◆ MATERIAL TO PROCESS:
--*--

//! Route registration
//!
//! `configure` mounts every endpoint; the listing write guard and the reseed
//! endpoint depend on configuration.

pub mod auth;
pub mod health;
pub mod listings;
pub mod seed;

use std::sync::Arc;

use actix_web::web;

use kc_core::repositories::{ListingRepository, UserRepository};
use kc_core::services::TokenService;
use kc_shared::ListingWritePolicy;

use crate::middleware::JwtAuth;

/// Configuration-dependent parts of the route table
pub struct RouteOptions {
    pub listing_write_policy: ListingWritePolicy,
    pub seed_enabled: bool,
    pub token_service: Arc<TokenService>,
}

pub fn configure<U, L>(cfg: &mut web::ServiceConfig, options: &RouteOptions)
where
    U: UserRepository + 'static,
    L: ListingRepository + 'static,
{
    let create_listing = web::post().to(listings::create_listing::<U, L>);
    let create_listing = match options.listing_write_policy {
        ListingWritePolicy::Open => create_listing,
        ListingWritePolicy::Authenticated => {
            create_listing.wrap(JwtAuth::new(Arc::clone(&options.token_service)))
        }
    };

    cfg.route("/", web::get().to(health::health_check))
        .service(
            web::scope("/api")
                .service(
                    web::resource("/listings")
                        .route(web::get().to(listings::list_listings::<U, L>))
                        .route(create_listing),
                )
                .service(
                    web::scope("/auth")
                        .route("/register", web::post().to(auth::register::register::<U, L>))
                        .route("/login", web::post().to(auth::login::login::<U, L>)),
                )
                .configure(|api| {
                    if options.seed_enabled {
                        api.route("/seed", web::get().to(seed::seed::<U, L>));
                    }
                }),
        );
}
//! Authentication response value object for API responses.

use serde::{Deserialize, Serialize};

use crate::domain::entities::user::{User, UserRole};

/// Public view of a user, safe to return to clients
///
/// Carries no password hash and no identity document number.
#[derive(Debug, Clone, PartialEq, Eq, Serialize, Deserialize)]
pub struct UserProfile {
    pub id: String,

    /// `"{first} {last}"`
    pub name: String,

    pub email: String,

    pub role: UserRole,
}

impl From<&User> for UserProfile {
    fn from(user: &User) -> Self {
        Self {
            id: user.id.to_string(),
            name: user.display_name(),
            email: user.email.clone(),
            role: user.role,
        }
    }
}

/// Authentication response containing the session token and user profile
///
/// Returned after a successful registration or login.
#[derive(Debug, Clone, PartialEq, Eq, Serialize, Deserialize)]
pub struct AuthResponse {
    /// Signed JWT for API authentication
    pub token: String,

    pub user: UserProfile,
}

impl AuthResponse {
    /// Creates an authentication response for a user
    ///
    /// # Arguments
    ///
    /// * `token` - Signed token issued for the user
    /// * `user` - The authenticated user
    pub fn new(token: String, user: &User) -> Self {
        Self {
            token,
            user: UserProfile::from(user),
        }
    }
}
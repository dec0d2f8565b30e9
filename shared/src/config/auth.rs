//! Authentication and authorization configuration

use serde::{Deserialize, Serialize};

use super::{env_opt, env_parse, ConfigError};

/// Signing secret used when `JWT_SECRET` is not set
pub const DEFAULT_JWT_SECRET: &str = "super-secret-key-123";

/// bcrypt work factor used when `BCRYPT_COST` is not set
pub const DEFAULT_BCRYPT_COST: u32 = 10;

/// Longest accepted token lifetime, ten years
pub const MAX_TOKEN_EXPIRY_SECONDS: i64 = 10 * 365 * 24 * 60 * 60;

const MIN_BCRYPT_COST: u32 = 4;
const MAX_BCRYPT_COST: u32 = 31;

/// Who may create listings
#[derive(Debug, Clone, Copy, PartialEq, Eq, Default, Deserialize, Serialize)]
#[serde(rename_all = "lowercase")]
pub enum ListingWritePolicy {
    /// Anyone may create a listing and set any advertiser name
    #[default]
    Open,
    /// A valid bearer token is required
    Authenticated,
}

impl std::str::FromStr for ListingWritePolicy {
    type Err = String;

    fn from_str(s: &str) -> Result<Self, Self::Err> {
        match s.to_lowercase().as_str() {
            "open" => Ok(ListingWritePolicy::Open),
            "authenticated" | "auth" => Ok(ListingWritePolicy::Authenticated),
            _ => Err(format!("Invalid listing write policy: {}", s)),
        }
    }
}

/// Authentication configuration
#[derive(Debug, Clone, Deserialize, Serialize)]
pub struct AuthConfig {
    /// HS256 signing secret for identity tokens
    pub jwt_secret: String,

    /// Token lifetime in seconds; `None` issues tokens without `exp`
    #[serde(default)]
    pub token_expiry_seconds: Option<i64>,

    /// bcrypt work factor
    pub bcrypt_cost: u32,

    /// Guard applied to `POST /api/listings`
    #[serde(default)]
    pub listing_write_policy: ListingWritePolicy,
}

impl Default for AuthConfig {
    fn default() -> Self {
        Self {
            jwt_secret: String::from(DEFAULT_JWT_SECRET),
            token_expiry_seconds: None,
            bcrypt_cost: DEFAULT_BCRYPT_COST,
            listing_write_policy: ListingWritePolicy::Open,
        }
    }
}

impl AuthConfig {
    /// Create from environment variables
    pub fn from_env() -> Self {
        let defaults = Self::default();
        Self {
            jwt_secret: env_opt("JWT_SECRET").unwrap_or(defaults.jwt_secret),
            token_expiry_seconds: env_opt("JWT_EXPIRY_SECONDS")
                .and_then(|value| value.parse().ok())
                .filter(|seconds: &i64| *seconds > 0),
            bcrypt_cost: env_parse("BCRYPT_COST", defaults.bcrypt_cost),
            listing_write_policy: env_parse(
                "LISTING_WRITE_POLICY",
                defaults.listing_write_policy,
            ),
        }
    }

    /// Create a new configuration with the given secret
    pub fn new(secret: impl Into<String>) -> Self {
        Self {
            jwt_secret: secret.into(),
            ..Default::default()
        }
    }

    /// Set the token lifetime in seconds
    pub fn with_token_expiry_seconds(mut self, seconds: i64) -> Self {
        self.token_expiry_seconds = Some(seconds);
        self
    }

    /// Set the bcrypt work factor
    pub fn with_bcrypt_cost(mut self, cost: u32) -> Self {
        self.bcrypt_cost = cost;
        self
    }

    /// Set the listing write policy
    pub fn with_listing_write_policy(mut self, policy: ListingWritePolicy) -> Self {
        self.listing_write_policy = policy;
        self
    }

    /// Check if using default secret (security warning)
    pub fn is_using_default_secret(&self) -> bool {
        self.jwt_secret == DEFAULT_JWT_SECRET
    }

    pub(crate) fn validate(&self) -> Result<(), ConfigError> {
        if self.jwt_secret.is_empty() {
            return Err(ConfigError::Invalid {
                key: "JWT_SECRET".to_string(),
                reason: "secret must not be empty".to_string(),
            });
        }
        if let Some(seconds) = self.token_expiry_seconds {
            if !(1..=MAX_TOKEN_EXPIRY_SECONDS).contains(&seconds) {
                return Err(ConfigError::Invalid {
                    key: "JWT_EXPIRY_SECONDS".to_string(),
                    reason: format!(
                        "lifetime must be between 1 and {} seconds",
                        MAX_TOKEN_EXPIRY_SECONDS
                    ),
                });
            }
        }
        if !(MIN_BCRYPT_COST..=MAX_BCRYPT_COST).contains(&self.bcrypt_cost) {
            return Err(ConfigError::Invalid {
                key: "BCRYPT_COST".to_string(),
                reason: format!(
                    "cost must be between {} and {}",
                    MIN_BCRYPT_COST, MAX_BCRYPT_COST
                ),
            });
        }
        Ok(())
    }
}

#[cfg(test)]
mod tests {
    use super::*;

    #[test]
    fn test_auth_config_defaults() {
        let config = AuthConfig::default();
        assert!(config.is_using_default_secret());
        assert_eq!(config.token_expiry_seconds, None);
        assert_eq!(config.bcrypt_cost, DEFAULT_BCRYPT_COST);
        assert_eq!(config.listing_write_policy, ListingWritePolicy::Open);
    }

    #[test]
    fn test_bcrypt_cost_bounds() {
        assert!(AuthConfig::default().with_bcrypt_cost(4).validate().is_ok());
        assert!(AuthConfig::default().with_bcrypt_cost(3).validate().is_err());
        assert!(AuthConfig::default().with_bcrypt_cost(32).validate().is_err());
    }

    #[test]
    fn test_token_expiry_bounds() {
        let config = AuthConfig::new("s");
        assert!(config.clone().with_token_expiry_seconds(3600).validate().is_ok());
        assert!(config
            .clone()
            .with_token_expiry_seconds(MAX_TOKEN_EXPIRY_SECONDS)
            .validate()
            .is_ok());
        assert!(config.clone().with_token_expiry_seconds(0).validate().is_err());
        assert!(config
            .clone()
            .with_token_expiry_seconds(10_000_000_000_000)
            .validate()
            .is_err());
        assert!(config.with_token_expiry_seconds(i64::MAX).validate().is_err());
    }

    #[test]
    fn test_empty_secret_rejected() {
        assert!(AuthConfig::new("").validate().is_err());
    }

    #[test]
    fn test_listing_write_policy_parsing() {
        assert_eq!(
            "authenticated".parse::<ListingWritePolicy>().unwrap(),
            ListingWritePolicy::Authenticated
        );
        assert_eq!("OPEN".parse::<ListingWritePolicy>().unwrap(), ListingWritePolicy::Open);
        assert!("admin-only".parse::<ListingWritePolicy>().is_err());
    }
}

--*--

◆ REQUIREMENT: The result is a copy of every line above where the word "UserRepository" shows up.

◆ WRITTEN SOLUTION:
use kc_core::repositories::{ListingRepository, UserRepository};
    U: UserRepository + 'static,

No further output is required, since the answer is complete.